Concerns have been raised over the FCC having no ability to regulate a mobile wireless network operator after a senior citizen was left without phone service for several days.
Earlier this year, Verizon Communications Inc, which trades as VZ on the New York Stock Exchange, shut down Yahoo Mobile, which a senior citizen mother had used for over a year.
Yahoo was previously owned and operated by Verizon. However, Verizon decided to separately sell the Yahoo brand and, as a result, Yahoo Mobile operations ceased.
The family of the senior citizen tried to switch her service to CREDO mobile and the port failed – and she lost phone service for several days.
She was only able to go to a Verizon Wireless Reseller in Albany, Georgia, operated by Russell Cellular in late June, which was able to rescue and keep her phone number that she has had since the days of analog bag phones.
But to this day, the family are unable to register her phone for online account servicing.
They have tried going through countless phone calls and Twitter customer service sessions only to be left with no resolution and nobody willing to follow up with them on the issue.
Robert Thompson, who is her son, has reached out to the FCC through its complaint portal.
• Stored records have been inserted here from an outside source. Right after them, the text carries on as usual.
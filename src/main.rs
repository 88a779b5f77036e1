//! Byte Racer headless runner
//!
//! Loads a level directory, reports on each level and optionally plays every
//! level without input for a while, logging what happens.
//!
//! ```text
//! byte-racer <levels_dir> [--tuning <file>] [--dialogs <file>] [--simulate <seconds>]
//! ```

use std::path::PathBuf;

use byte_racer::consts::FRAME_DT;
use byte_racer::format_time;
use byte_racer::sim::{GameEvent, GameSession, Level, PickupKind, TickInput, tick};
use byte_racer::{DialogBook, PersistenceError, Tuning};

const USAGE: &str = "usage: byte-racer <levels_dir> [--tuning <file>] [--dialogs <file>] [--simulate <seconds>]";

#[derive(Debug, thiserror::Error)]
enum CliError {
    #[error("{0}\n{usage}", usage = USAGE)]
    Usage(String),
    #[error(transparent)]
    Persistence(#[from] PersistenceError),
}

#[derive(Debug, Default)]
struct Args {
    levels_dir: PathBuf,
    tuning: Option<PathBuf>,
    dialogs: Option<PathBuf>,
    simulate: Option<f32>,
}

impl Args {
    fn parse(mut args: impl Iterator<Item = String>) -> Result<Self, CliError> {
        let mut parsed = Args::default();
        let mut levels_dir = None;

        while let Some(arg) = args.next() {
            let mut value = |flag: &str| {
                args.next()
                    .ok_or_else(|| CliError::Usage(format!("missing value for {flag}")))
            };
            match arg.as_str() {
                "--tuning" => parsed.tuning = Some(value("--tuning")?.into()),
                "--dialogs" => parsed.dialogs = Some(value("--dialogs")?.into()),
                "--simulate" => {
                    let raw = value("--simulate")?;
                    let seconds = raw
                        .parse::<f32>()
                        .ok()
                        .filter(|s| s.is_finite() && *s >= 0.0)
                        .ok_or_else(|| CliError::Usage(format!("invalid --simulate value '{raw}'")))?;
                    parsed.simulate = Some(seconds);
                }
                flag if flag.starts_with("--") => {
                    return Err(CliError::Usage(format!("unknown option {flag}")));
                }
                _ if levels_dir.is_none() => levels_dir = Some(PathBuf::from(&arg)),
                _ => return Err(CliError::Usage(format!("unexpected argument '{arg}'"))),
            }
        }

        parsed.levels_dir = levels_dir.ok_or_else(|| CliError::Usage("missing levels directory".into()))?;
        Ok(parsed)
    }
}

fn main() {
    env_logger::Builder::from_env(env_logger::Env::default().default_filter_or("info")).init();

    if let Err(err) = run() {
        log::error!("{err}");
        std::process::exit(1);
    }
}

fn run() -> Result<(), CliError> {
    let args = Args::parse(std::env::args().skip(1))?;

    let tuning = match &args.tuning {
        Some(path) => Tuning::load(path)?,
        None => Tuning::default(),
    };
    let dialogs = match &args.dialogs {
        Some(path) => DialogBook::load(path)?,
        None => DialogBook::new(),
    };
    let levels = byte_racer::persistence::load_level_dir(&args.levels_dir)?;

    for (index, level) in levels.iter().enumerate() {
        log_summary(index, level, &dialogs);
    }

    if let Some(seconds) = args.simulate {
        let mut session = GameSession::new(levels, tuning).with_dialogs(dialogs);
        for index in 0..session.levels.len() {
            simulate(&mut session, index, seconds);
        }
    }
    Ok(())
}

fn log_summary(index: usize, level: &Level, dialogs: &DialogBook) {
    let keys = level.pickups.iter().filter(|p| p.kind == PickupKind::Key).count();
    let doors = level.walls.iter().filter(|w| w.is_door()).count();
    let dialog_count = match dialogs.sequence_count(&level.name) {
        0 => level.dialogs.len(),
        scripted => scripted,
    };
    log::info!(
        "[{}] '{}': {} walls ({} doors), {} zones, {} files, {} keys, needs {} files, author time {}, {} dialogs",
        index,
        level.name,
        level.walls.len(),
        doors,
        level.zones.len(),
        level.file_count(),
        keys,
        level.files_required,
        format_time(level.author_time),
        dialog_count
    );
}

/// Play one level with no input, skipping through dialogs
fn simulate(session: &mut GameSession, index: usize, seconds: f32) {
    if !session.set_level(index) {
        return;
    }
    let frames = (seconds / FRAME_DT).round() as u64;
    let input = TickInput::default();

    for _ in 0..frames {
        while session.advance_dialog() {}
        tick(session, &input, FRAME_DT);

        for event in session.drain_events() {
            match event {
                GameEvent::PlayerDied => log::info!("  died at {}", format_time(session.elapsed_time)),
                GameEvent::LevelUnlocked { level } => log::info!("  unlocked level {level}"),
                GameEvent::DoorOpened { wall } => log::debug!("  door {wall} opened"),
                _ => {}
            }
        }
    }

    match session.completion {
        Some(completion) => log::info!(
            "  completed in {} with {}/{} files",
            format_time(completion.time),
            completion.files_collected,
            completion.files_total
        ),
        None => log::info!(
            "  not completed after {}, health {:.2}",
            format_time(f64::from(seconds)),
            session.player.health
        ),
    }
}
//! Per-frame session tick
//!
//! Order each frame: clock, player step, pickup collection, zone triggers,
//! health. Nothing advances while a dialog is open.

use super::geometry::{circle_intersects_polygon, circles_overlap};
use super::level::{Level, ZoneKind};
use super::player::Player;
use super::state::{Completion, GameEvent, GameSession, SessionPhase};
use crate::tuning::Tuning;

/// Control state for one frame
#[derive(Debug, Clone, Default)]
pub struct TickInput {
    pub forward: bool,
    pub back: bool,
    pub turn_left: bool,
    pub turn_right: bool,
    /// Restart the current level
    pub restart: bool,
}

/// What the zones reported this frame
#[derive(Debug, Default)]
struct ZoneReport {
    in_danger: bool,
    reached_end: bool,
    dialogs: Vec<i32>,
}

/// Advance the session by `dt` seconds
pub fn tick(session: &mut GameSession, input: &TickInput, dt: f32) {
    let Some(level_index) = session.current_level else {
        return;
    };
    // Modal dialog freezes everything
    if session.dialog_blocking() {
        return;
    }
    if input.restart {
        session.restart();
        return;
    }

    session.elapsed_time += f64::from(dt);
    let completed = session.phase == SessionPhase::Completed;

    let GameSession {
        levels,
        player,
        tuning,
        events,
        ..
    } = session;
    let Some(level) = levels.get_mut(level_index) else {
        return;
    };

    // Physics
    level.advance_timers(dt);
    player.update(level, input, completed, tuning, dt, events);
    collect_pickups(player, level, tuning, events);

    // Zone triggers
    let report = evaluate_zones(player, level, tuning, completed);
    let files_collected = level.collected_file_count();
    let files_total = level.file_count();

    // Latch completion on first arrival
    if report.reached_end && session.completion.is_none() && !completed {
        session.complete_level(Completion {
            time: session.elapsed_time,
            files_collected,
            files_total,
        });
    }
    // Several triggers in one frame queue behind each other
    for index in report.dialogs {
        session.show_dialog(index);
    }

    if session.phase == SessionPhase::Completed {
        // Health is frozen once the level is done
        session.in_danger = false;
        return;
    }
    session.in_danger = report.in_danger;
    update_health(session, dt);
}

fn collect_pickups(player: &mut Player, level: &mut Level, tuning: &Tuning, events: &mut Vec<GameEvent>) {
    for (index, pickup) in level.pickups.iter_mut().enumerate() {
        if pickup.is_collected() {
            continue;
        }
        if circles_overlap(player.position, tuning.player_radius, pickup.position, tuning.pickup_radius) {
            pickup.time_since_pickup = Some(0.0);
            player.attach_pickup(index, tuning);
            log::debug!("Collected {:?} pickup {} (id {})", pickup.kind, index, pickup.id);
            events.push(GameEvent::PickupCollected { pickup: index });
        }
    }
}

/// Zone triggers; dialog zones fire once, on their first touch
fn evaluate_zones(player: &Player, level: &mut Level, tuning: &Tuning, completed: bool) -> ZoneReport {
    let mut report = ZoneReport::default();

    for zone in &mut level.zones {
        let skip = match zone.kind {
            ZoneKind::Danger => completed || report.in_danger,
            ZoneKind::End => report.reached_end,
            ZoneKind::DialogTrigger { .. } => zone.time_since_trigger.is_some(),
            ZoneKind::OneWay { .. } => true,
        };
        if skip || !circle_intersects_polygon(player.position, tuning.player_radius, &zone.points, true) {
            continue;
        }

        match zone.kind {
            ZoneKind::Danger => report.in_danger = true,
            ZoneKind::End => report.reached_end = true,
            ZoneKind::DialogTrigger { dialog_index } => {
                zone.time_since_trigger = Some(0.0);
                report.dialogs.push(dialog_index);
            }
            ZoneKind::OneWay { .. } => {}
        }
    }

    report
}

/// Regenerate outside danger, drain inside it; empty health resets the level
fn update_health(session: &mut GameSession, dt: f32) {
    let max = session.tuning.max_health;
    let delta = if session.in_danger { -dt } else { dt };
    let player = &mut session.player;
    player.health = (player.health + delta).clamp(0.0, max);

    if player.health <= 0.0 {
        log::info!("Player died after {:.2}s", session.elapsed_time);
        session.events.push(GameEvent::PlayerDied);
        session.reset_level();
    }
}
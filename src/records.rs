//! Per-level best results
//!
//! Tracks the fastest completion and the most files collected for every level.
//! The file total gates which levels are unlocked.

use std::collections::BTreeMap;

use serde::{Deserialize, Serialize};

/// Best results for one level
#[derive(Debug, Clone, PartialEq, Serialize, Deserialize)]
pub struct LevelRecord {
    /// Fastest completion, in seconds
    pub best_time: f64,
    /// Most files collected in a single completion
    pub files_collected: u32,
    /// Whether `best_time` is at or under the level's author time
    pub beat_author_time: bool,
}

/// Records keyed by level name
#[derive(Debug, Clone, Default, PartialEq, Serialize, Deserialize)]
pub struct LevelRecords {
    pub entries: BTreeMap<String, LevelRecord>,
}

impl LevelRecords {
    pub fn new() -> Self {
        Self::default()
    }

    pub fn get(&self, level: &str) -> Option<&LevelRecord> {
        self.entries.get(level)
    }

    /// Check if a time would beat the current best for a level
    pub fn qualifies(&self, level: &str, time: f64) -> bool {
        self.entries
            .get(level)
            .map(|record| time < record.best_time)
            .unwrap_or(true)
    }

    /// Record a completion. Returns true if it set a new best time.
    ///
    /// The file count is kept at its maximum independently of the time, so a
    /// slow run that found more files still counts them.
    pub fn submit(&mut self, level: &str, time: f64, files_collected: u32, author_time: f64) -> bool {
        let beats_author = author_time > 0.0 && time <= author_time;
        match self.entries.get_mut(level) {
            Some(record) => {
                record.files_collected = record.files_collected.max(files_collected);
                if time < record.best_time {
                    record.best_time = time;
                    record.beat_author_time |= beats_author;
                    true
                } else {
                    false
                }
            }
            None => {
                self.entries.insert(
                    level.to_owned(),
                    LevelRecord {
                        best_time: time,
                        files_collected,
                        beat_author_time: beats_author,
                    },
                );
                true
            }
        }
    }

    /// Sum of best file counts over all levels
    pub fn total_collected_files(&self) -> u32 {
        self.entries.values().map(|r| r.files_collected).sum()
    }

    pub fn is_empty(&self) -> bool {
        self.entries.is_empty()
    }
}

#[cfg(test)]
mod tests {
    use super::*;

    #[test]
    fn test_first_submission_is_best() {
        let mut records = LevelRecords::new();
        assert!(records.qualifies("a", 30.0));
        assert!(records.submit("a", 30.0, 1, 25.0));

        let record = records.get("a").unwrap();
        assert_eq!(record.best_time, 30.0);
        assert!(!record.beat_author_time);
    }

    #[test]
    fn test_slower_run_keeps_time_but_counts_files() {
        let mut records = LevelRecords::new();
        records.submit("a", 20.0, 1, 0.0);
        assert!(!records.qualifies("a", 25.0));
        assert!(!records.submit("a", 25.0, 3, 0.0));

        let record = records.get("a").unwrap();
        assert_eq!(record.best_time, 20.0);
        assert_eq!(record.files_collected, 3);
    }

    #[test]
    fn test_author_time() {
        let mut records = LevelRecords::new();
        records.submit("a", 30.0, 0, 25.0);
        assert!(records.submit("a", 24.5, 0, 25.0));
        assert!(records.get("a").unwrap().beat_author_time);

        // No author time set: never counts as beaten
        records.submit("b", 1.0, 0, 0.0);
        assert!(!records.get("b").unwrap().beat_author_time);
    }

    #[test]
    fn test_total_collected_files() {
        let mut records = LevelRecords::new();
        assert!(records.is_empty());
        records.submit("a", 10.0, 2, 0.0);
        records.submit("b", 10.0, 3, 0.0);
        records.submit("a", 12.0, 1, 0.0);
        assert_eq!(records.total_collected_files(), 5);
    }
}
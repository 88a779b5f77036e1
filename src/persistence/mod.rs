//! Level and dialog documents
//!
//! Features:
//! - Versioned JSON level format with integer kind tags
//! - Directory loading in file-name order
//! - Dialog scripts keyed by level name

pub mod dialogs;
pub mod error;
pub mod level_file;

pub use dialogs::{DialogBook, DialogLine};
pub use error::{Direction, PersistenceError};
pub use level_file::{
    DialogLineDocument, LEVEL_FORMAT_VERSION, LevelDocument, PickupDocument, WallDocument, ZoneDocument, ZoneValue,
    level_file_name, load_level_dir,
};
//! Dialog scripts
//!
//! One JSON file maps each level name to its dialog sequences. A level's
//! sequences are either an array, or an object keyed by sequence index.

use std::collections::{BTreeMap, HashMap};
use std::path::Path;

use serde::{Deserialize, Serialize};

use super::error::{Direction, PersistenceError};

/// One line of a dialog sequence
#[derive(Debug, Clone, PartialEq, Eq, Serialize, Deserialize)]
pub struct DialogLine {
    #[serde(rename = "name")]
    pub speaker: String,
    #[serde(rename = "msg", alias = "message")]
    pub message: String,
}

impl DialogLine {
    pub fn new(speaker: impl Into<String>, message: impl Into<String>) -> Self {
        Self {
            speaker: speaker.into(),
            message: message.into(),
        }
    }
}

#[derive(Deserialize)]
#[serde(untagged)]
enum SequenceList {
    Ordered(Vec<Vec<DialogLine>>),
    Keyed(BTreeMap<String, Vec<DialogLine>>),
}

impl SequenceList {
    fn into_ordered(self) -> Vec<Vec<DialogLine>> {
        match self {
            SequenceList::Ordered(sequences) => sequences,
            SequenceList::Keyed(map) => {
                let mut entries: Vec<_> = map.into_iter().collect();
                entries.sort_by_key(|(key, _)| (key.parse::<u64>().unwrap_or(u64::MAX), key.clone()));
                entries.into_iter().map(|(_, lines)| lines).collect()
            }
        }
    }
}

/// Every dialog sequence, by level name
#[derive(Debug, Clone, Default, PartialEq)]
pub struct DialogBook {
    levels: HashMap<String, Vec<Vec<DialogLine>>>,
}

impl DialogBook {
    pub fn new() -> Self {
        Self::default()
    }

    /// Replace the sequences for a level
    pub fn insert(&mut self, level: impl Into<String>, sequences: Vec<Vec<DialogLine>>) {
        self.levels.insert(level.into(), sequences);
    }

    /// Sequence `index` of `level`, if it exists
    pub fn sequence(&self, level: &str, index: i32) -> Option<&[DialogLine]> {
        let index = usize::try_from(index).ok()?;
        self.levels
            .get(level)
            .and_then(|sequences| sequences.get(index))
            .map(Vec::as_slice)
    }

    pub fn sequence_count(&self, level: &str) -> usize {
        self.levels.get(level).map_or(0, Vec::len)
    }

    pub fn is_empty(&self) -> bool {
        self.levels.is_empty()
    }

    pub fn from_json_str(json: &str) -> Result<Self, PersistenceError> {
        let raw: HashMap<String, SequenceList> = serde_json::from_str(json)?;
        let levels = raw
            .into_iter()
            .map(|(level, list)| (level, list.into_ordered()))
            .collect();
        Ok(Self { levels })
    }

    /// Read a dialog script file
    pub fn load(path: impl AsRef<Path>) -> Result<Self, PersistenceError> {
        let path = path.as_ref();
        let json = std::fs::read_to_string(path)
            .map_err(|source| PersistenceError::io(path, Direction::Read, source))?;
        let book = Self::from_json_str(&json)?;
        log::info!(
            "Loaded dialogs for {} levels from {}",
            book.levels.len(),
            path.display()
        );
        Ok(book)
    }
}

#[cfg(test)]
mod tests {
    use super::*;

    #[test]
    fn test_array_sequences() {
        let book = DialogBook::from_json_str(
            r#"{
                "intro": [
                    [{ "name": "OPERATOR", "msg": "Wake up." }, { "name": "YOU", "msg": "..." }],
                    [{ "name": "OPERATOR", "message": "Find the key." }]
                ]
            }"#,
        )
        .unwrap();

        assert_eq!(book.sequence_count("intro"), 2);
        let first = book.sequence("intro", 0).unwrap();
        assert_eq!(first.len(), 2);
        assert_eq!(first[0], DialogLine::new("OPERATOR", "Wake up."));
        assert_eq!(book.sequence("intro", 1).unwrap()[0].message, "Find the key.");
    }

    #[test]
    fn test_keyed_sequences_order_numerically() {
        let book = DialogBook::from_json_str(
            r#"{
                "maze": {
                    "10": [{ "name": "A", "msg": "ten" }],
                    "2": [{ "name": "A", "msg": "two" }],
                    "0": [{ "name": "A", "msg": "zero" }]
                }
            }"#,
        )
        .unwrap();

        let messages: Vec<&str> = (0..3)
            .map(|i| book.sequence("maze", i).unwrap()[0].message.as_str())
            .collect();
        assert_eq!(messages, vec!["zero", "two", "ten"]);
    }

    #[test]
    fn test_missing_sequences() {
        let book = DialogBook::new();
        assert!(book.sequence("nowhere", 0).is_none());
        assert!(book.sequence("nowhere", -1).is_none());
        assert_eq!(book.sequence_count("nowhere"), 0);
    }

    #[test]
    fn test_malformed_script_is_parse_error() {
        let err = DialogBook::from_json_str(r#"{ "intro": [[{ "name": "A" }]] }"#).unwrap_err();
        assert!(matches!(err, PersistenceError::Parse(_)));
    }
}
Yahoo Mobile responded to the FCC and told them that he was his mom’s husband, not her son.
Mr Thompson says the FCC then ‘gave up’ and closed the complaint with no resolution.
The family tried to port the number out to AT&T Inc, which trades as T on the New York Stock Exchange, but Verizon denied the port request and incorrectly stated the number is not in service.
Mr Thompson and his mom then took a vacation to Canada and Verizon cut her phone service off again with no warning, asking for more money and no ability to resolve the issue other than to pay more fees to reinstate the service.
Her son has now reached out to his congresswoman Lucy McBath (D-GA) to see if she is able intervene in the matter.